Step 1: Install Required Libraries
Ensure you have Plotly and Dash installed in your Google Colab environment:
!pip install plotly dash
Step 2: Import Necessary Libraries
import dash
import dash_core_components as dcc
import dash_html_components as html
from dash.dependencies import Input, Output
import plotly.express as px
import pandas as pd
# Assuming the cleaned and analyzed data is already stored in a DataFrame named 'df'
# df = ... (Your processed DataFrame)
Step 3: Setup the Dash Application
app = dash.Dash(__name__)
Step 4: Define Layout of the Dashboard
app.layout = html.Div([
html.H1("Retail Sales Dashboard"),
# Dropdown for selecting the type of analysis
html.Label("Choose Analysis"),
dcc.Dropdown(
id='analysis-type',
options=[
{'label': 'Sales Trends Over Time', 'value': 'time'},
{'label': 'Category-Level Sales', 'value': 'category'},
{'label': 'Regional Sales', 'value': 'region'},
{'label': 'Customer Segmentation', 'value': 'customer_seg'}
],
value='time' # Default value
),
# Graph to display the selected analysis
dcc.Graph(id='main-graph')
])
Step 5: Define Callback to Update Graph Based on Dropdown Selection
@app.callback(
Output('main-graph', 'figure'),
Input('analysis-type', 'value')
)
def update_graph(analysis_type):
if analysis_type == 'time':
fig = px.line(df, x='date', y='sales', title='Sales Trends Over Time')
elif analysis_type == 'category':
fig = px.bar(df, x='category', y='sales', title='Category-Level Sales')
elif analysis_type == 'region':
fig = px.choropleth(df, locations='region', locationmode='country names',
color='sales', title='Regional Sales',
hover_name='region', color_continuous_scale=px.colors.sequential.Plasma)

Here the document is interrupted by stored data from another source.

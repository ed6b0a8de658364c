//! Order API implementation.
//!
//! This module implements the order endpoints: creation, status-filtered
//! listings, and completion. All behavior comes from the order engine;
//! this layer only wraps results in the wire envelopes.

use oms_core::{EngineError, OrderEngine};
use oms_types::{NewOrderRequest, OrderEnvelope, OrderListEnvelope, OrderStatus};

/// Validates, prices, and persists a new order.
pub async fn create_order(
	engine: &OrderEngine,
	request: NewOrderRequest,
) -> Result<OrderEnvelope, EngineError> {
	let order = engine.create_order(request).await?;
	Ok(OrderEnvelope::new(order))
}

/// Lists orders with exactly the given status, most recent first.
pub async fn list_orders(
	engine: &OrderEngine,
	status: OrderStatus,
) -> Result<OrderListEnvelope, EngineError> {
	let orders = engine.list_orders(status).await?;
	Ok(OrderListEnvelope { orders })
}

/// Completes an active order by id.
pub async fn complete_order(
	engine: &OrderEngine,
	order_id: &str,
) -> Result<OrderEnvelope, EngineError> {
	let order = engine.complete_order(order_id).await?;
	Ok(OrderEnvelope::new(order))
}

#[cfg(test)]
mod tests {
	use super::*;
	use oms_config::Config;
	use oms_storage::implementations::memory::MemoryStorage;
	use oms_storage::StorageService;
	use oms_types::RawOrderItem;
	use std::sync::Arc;

	fn engine() -> OrderEngine {
		let config: Config = r#"
[service]
id = "test-oms"

[storage]
primary = "memory"
[storage.implementations.memory]
"#
		.parse()
		.unwrap();
		let storage = Arc::new(StorageService::new(Box::new(MemoryStorage::new())));
		OrderEngine::new(config, storage)
	}

	fn request() -> NewOrderRequest {
		NewOrderRequest {
			customer_first_name: "Ada".to_string(),
			customer_last_name: "Lovelace".to_string(),
			pickup_type: "Dine-In".to_string(),
			items: vec![RawOrderItem {
				name: "Pad Thai".to_string(),
				unit_price: "12.99".parse().unwrap(),
				quantity: 2,
			}],
			extra_charges: None,
			notes: Some("extra spicy".to_string()),
		}
	}

	#[tokio::test]
	async fn test_create_order_envelope() {
		let engine = engine();

		let envelope = create_order(&engine, request()).await.unwrap();
		assert!(envelope.success);
		assert_eq!(envelope.order.notes, "extra spicy");

		let json = serde_json::to_value(&envelope).unwrap();
		assert_eq!(json["success"], true);
		assert_eq!(json["order"]["status"], "ACTIVE");
	}

	#[tokio::test]
	async fn test_listing_envelopes_filter_by_status() {
		let engine = engine();
		let created = create_order(&engine, request()).await.unwrap();
		complete_order(&engine, &created.order.id).await.unwrap();

		let active = list_orders(&engine, OrderStatus::Active).await.unwrap();
		assert!(active.orders.is_empty());

		let completed = list_orders(&engine, OrderStatus::Completed).await.unwrap();
		assert_eq!(completed.orders.len(), 1);
		assert_eq!(completed.orders[0].id, created.order.id);
	}

	#[tokio::test]
	async fn test_complete_unknown_order() {
		let engine = engine();

		let err = complete_order(&engine, "order_0_missing").await.unwrap_err();
		assert!(matches!(err, EngineError::NotFound(_)));
	}
}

elif analysis_type == 'customer_seg':
fig = px.pie(df, names='customer_segment', values='sales', title='Customer Segmentation')
return fig
Step 6: Run the Dash Application
if __name__ == '__main__':
app.run_server(debug=True, use_reloader=False)
Summary
Copy and paste the code segments into your Google Colab. This implementation provides an interactive dashboard for visualizing various aspects of the retail sales data. Modify the DataFrame variable df
to use your processed data. Run the Dash application to visualize insights interactively on your browser.